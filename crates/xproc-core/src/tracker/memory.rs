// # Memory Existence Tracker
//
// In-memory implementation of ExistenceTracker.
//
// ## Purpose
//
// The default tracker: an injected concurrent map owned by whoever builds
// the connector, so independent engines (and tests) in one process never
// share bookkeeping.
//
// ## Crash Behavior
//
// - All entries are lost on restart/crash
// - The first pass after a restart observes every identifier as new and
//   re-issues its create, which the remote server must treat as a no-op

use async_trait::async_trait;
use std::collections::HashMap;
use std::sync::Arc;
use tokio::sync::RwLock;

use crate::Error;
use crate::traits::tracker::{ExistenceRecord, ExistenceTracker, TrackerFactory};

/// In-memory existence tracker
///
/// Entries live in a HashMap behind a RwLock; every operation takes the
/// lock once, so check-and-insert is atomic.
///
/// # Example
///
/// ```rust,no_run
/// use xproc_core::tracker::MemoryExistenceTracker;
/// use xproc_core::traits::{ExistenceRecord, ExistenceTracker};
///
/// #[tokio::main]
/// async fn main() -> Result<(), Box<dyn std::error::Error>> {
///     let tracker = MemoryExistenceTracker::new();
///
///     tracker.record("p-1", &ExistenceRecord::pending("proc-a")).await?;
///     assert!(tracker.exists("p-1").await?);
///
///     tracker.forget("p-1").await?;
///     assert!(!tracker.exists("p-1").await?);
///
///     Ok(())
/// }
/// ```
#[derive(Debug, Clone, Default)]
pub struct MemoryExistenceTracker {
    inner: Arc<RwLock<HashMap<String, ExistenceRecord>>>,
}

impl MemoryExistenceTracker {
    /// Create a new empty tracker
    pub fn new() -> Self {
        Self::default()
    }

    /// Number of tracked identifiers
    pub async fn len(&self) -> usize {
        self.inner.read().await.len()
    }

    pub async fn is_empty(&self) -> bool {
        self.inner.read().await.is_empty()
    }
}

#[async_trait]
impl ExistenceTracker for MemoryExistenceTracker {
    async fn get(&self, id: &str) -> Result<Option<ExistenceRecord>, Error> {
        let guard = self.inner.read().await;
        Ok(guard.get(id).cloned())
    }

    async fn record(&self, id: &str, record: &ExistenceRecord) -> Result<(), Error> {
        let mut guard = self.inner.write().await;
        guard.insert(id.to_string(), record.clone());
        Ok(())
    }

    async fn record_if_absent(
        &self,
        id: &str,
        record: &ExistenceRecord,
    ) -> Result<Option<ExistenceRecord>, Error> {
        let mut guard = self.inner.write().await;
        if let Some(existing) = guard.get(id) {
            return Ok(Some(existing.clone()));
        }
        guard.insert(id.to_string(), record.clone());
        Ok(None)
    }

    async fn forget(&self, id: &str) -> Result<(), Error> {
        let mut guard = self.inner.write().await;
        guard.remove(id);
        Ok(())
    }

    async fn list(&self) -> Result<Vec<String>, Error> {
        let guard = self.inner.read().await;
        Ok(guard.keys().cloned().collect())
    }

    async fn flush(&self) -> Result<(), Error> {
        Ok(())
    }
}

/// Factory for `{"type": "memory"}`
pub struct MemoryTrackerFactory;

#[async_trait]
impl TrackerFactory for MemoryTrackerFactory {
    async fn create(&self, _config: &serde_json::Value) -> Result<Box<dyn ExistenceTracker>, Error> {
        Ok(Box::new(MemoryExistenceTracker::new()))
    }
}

* * *

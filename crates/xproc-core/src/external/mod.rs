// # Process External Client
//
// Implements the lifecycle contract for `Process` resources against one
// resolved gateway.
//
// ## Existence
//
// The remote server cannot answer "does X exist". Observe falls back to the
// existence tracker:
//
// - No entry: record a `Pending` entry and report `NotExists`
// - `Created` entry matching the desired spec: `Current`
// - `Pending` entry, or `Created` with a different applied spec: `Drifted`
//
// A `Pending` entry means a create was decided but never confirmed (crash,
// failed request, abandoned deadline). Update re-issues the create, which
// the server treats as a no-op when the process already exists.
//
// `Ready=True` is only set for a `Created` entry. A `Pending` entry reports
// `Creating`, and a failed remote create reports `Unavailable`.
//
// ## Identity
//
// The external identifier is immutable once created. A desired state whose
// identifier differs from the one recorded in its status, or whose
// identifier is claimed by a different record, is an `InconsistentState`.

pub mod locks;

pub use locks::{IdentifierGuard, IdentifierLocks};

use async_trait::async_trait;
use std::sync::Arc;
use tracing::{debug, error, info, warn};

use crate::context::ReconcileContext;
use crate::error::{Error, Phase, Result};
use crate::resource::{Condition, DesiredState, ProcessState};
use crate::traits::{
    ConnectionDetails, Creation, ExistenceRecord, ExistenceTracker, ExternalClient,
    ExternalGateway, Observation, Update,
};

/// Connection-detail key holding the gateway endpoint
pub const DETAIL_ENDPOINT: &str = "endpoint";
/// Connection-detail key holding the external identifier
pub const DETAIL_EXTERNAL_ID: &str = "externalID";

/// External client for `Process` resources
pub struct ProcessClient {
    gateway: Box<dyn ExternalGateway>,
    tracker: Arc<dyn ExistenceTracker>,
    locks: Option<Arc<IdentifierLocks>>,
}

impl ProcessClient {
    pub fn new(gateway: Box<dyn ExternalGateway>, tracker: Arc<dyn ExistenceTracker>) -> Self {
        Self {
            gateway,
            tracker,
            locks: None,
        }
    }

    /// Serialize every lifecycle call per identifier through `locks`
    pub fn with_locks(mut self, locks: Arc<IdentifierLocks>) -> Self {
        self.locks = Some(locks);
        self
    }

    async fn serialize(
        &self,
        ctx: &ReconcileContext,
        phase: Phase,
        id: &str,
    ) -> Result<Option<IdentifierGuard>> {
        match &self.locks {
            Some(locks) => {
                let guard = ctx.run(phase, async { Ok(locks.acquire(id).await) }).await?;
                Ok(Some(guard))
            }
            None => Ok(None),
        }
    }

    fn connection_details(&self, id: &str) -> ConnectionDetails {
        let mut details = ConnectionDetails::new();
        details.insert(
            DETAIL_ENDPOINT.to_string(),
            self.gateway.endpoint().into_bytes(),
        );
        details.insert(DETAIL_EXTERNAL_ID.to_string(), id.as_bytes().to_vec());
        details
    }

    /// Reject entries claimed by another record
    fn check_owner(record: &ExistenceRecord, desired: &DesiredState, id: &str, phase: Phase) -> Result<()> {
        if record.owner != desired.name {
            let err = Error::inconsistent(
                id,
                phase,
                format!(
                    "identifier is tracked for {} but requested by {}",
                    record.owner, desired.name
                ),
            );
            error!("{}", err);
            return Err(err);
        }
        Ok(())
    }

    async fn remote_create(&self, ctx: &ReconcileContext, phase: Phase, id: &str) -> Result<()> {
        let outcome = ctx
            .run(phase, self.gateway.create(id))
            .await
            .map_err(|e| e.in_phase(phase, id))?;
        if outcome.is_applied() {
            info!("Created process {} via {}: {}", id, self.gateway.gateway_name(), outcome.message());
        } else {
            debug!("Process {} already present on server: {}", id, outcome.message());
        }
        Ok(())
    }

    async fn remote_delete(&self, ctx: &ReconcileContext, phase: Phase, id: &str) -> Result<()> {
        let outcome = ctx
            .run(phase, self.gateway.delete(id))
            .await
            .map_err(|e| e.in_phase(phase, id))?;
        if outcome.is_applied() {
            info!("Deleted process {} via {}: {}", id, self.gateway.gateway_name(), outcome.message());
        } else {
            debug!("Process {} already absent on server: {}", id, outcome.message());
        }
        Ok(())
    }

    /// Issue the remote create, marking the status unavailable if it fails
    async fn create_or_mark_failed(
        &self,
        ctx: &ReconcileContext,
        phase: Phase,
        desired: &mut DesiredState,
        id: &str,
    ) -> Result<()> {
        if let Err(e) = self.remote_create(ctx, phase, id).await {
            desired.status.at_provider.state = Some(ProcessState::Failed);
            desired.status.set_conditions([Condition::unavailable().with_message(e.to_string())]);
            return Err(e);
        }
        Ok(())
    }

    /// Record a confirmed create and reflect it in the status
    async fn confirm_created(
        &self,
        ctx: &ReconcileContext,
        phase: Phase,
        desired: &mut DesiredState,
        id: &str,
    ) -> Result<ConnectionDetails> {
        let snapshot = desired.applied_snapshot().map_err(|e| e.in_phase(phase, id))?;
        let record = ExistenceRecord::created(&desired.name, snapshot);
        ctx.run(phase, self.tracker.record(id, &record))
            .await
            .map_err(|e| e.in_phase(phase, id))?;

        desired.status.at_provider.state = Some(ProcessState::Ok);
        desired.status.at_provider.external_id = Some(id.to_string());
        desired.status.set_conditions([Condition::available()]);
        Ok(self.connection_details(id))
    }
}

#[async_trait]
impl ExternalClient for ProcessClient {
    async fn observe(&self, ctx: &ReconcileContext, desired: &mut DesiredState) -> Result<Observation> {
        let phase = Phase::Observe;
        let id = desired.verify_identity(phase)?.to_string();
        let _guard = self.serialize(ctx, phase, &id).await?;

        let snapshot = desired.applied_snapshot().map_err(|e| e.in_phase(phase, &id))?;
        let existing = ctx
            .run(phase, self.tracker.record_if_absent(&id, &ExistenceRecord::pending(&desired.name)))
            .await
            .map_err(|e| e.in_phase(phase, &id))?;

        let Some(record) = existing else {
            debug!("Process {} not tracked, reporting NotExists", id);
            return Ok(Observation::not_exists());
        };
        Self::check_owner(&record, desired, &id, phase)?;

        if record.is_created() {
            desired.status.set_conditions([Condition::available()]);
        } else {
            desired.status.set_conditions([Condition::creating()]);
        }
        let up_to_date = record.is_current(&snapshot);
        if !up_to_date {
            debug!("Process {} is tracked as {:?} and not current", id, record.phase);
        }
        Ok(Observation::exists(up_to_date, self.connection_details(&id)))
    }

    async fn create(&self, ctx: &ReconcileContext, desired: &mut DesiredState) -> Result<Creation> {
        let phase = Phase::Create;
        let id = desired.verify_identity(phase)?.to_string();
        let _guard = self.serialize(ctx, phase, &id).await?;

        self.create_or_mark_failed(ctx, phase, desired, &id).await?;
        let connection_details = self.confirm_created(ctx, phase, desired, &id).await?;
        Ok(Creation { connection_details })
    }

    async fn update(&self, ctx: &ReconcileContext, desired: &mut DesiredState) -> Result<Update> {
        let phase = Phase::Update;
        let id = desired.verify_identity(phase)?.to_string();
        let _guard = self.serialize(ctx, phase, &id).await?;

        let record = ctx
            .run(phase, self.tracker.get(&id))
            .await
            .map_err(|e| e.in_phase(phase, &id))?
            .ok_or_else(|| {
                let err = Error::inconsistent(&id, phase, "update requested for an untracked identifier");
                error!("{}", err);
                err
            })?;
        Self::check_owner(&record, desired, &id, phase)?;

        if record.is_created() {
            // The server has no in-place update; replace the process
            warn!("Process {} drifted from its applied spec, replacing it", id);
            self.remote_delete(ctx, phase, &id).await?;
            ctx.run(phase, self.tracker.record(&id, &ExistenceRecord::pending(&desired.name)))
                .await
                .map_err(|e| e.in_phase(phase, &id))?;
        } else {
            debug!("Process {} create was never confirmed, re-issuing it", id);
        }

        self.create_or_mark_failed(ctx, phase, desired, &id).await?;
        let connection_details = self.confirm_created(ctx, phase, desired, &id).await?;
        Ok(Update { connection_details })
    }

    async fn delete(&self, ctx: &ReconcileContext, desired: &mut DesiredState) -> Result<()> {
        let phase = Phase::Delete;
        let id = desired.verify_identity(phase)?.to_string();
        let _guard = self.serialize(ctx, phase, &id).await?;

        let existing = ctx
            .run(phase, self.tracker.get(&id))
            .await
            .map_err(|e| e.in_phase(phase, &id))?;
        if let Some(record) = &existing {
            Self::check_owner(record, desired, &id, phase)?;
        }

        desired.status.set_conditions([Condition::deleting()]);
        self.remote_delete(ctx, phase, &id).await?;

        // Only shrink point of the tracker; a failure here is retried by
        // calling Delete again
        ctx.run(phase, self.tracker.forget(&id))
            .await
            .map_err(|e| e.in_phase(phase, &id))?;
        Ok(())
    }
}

--

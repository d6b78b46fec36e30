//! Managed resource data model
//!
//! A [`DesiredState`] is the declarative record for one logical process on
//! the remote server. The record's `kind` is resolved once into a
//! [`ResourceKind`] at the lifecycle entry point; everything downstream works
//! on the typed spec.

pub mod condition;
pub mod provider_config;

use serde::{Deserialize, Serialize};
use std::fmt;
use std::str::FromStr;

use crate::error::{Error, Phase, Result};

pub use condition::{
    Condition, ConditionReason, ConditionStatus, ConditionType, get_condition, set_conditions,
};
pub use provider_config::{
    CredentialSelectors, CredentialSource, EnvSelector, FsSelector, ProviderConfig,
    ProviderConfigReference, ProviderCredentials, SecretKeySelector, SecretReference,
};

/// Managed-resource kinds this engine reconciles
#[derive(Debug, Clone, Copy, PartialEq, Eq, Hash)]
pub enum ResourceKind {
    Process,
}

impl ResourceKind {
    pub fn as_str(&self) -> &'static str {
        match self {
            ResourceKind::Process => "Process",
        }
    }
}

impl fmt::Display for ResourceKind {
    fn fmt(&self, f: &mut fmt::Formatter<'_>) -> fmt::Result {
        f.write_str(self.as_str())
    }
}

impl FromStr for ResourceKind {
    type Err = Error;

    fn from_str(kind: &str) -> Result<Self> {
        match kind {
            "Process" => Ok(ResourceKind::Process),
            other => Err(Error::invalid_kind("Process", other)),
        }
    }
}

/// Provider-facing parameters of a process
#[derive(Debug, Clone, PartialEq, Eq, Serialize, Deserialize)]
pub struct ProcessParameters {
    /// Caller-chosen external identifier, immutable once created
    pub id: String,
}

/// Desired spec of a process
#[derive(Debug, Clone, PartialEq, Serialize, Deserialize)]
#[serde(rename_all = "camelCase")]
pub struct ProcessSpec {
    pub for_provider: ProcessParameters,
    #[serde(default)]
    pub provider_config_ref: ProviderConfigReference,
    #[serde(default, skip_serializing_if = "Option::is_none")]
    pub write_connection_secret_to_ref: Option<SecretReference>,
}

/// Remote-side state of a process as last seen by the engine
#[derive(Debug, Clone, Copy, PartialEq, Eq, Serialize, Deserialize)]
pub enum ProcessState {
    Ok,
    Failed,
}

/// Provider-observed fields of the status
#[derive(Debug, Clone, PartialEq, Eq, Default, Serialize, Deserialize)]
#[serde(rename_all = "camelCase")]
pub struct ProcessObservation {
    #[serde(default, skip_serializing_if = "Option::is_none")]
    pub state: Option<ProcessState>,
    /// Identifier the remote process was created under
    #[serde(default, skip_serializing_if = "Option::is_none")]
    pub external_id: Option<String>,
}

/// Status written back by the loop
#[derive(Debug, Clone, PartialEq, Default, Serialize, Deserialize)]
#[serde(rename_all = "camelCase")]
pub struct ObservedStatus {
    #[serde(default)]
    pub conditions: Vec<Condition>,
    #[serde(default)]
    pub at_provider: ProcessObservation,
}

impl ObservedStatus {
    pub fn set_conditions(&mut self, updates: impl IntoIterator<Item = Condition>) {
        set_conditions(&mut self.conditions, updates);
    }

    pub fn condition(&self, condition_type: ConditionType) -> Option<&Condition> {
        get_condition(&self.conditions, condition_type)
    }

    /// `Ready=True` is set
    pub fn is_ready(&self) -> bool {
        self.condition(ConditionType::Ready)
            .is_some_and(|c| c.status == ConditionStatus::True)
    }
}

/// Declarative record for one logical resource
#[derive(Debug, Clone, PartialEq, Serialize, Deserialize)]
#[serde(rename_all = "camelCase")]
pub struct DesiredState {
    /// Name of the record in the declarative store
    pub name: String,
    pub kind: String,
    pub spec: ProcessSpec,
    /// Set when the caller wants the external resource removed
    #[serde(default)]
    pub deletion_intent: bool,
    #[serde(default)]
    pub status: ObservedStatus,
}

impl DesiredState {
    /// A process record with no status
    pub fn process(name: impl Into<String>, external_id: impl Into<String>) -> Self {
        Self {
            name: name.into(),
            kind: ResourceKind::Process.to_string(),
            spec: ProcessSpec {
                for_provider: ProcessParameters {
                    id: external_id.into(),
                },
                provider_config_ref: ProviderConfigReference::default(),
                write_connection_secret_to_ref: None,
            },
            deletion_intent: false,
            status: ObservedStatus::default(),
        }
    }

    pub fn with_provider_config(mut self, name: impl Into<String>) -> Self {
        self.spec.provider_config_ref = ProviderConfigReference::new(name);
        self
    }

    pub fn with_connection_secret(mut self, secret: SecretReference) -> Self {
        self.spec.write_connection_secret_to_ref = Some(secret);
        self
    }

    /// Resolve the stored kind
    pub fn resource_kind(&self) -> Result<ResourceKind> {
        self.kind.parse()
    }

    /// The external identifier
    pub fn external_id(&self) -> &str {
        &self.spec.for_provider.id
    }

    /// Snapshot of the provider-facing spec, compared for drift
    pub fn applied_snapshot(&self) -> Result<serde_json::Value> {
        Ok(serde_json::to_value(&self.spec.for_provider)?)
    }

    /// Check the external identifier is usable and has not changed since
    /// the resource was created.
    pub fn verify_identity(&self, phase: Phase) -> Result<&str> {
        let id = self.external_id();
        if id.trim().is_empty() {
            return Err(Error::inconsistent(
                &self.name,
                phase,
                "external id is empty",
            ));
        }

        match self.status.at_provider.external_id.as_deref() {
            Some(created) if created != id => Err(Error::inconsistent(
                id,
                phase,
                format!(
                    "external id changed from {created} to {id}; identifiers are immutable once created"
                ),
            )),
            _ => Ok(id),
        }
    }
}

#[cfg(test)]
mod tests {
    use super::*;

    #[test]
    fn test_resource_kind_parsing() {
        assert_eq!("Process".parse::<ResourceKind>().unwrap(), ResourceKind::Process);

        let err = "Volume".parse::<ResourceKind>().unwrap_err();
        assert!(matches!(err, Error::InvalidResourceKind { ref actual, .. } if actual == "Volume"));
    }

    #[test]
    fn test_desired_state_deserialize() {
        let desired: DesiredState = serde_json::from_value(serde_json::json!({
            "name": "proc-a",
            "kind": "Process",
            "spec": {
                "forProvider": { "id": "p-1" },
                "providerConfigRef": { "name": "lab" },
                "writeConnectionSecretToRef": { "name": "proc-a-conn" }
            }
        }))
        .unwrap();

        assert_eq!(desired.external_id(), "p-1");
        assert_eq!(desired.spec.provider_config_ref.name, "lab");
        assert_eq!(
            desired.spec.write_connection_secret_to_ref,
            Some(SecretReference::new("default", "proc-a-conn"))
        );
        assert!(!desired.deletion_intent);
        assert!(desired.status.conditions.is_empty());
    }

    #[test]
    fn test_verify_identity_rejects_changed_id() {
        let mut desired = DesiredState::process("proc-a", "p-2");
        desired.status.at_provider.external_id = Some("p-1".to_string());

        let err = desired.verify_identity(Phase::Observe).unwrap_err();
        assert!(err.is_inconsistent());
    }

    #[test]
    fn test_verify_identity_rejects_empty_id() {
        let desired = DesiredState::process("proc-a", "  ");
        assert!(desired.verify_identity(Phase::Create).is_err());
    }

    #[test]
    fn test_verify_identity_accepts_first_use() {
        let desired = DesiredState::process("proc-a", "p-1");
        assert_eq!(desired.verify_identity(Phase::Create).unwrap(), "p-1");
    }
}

_EXERCISE AIM_: In the listing above, find the line with "filename crates/xproc-core/src/tracker/memory.rs" and the line with "by whoever builds". Output those two lines and every line between them, exactly as written.

_TASK RESULT_:
filename crates/xproc-core/src/tracker/memory.rs
// # Memory Existence Tracker
//
// In-memory implementation of ExistenceTracker.
//
// ## Purpose
//
// The default tracker: an injected concurrent map owned by whoever builds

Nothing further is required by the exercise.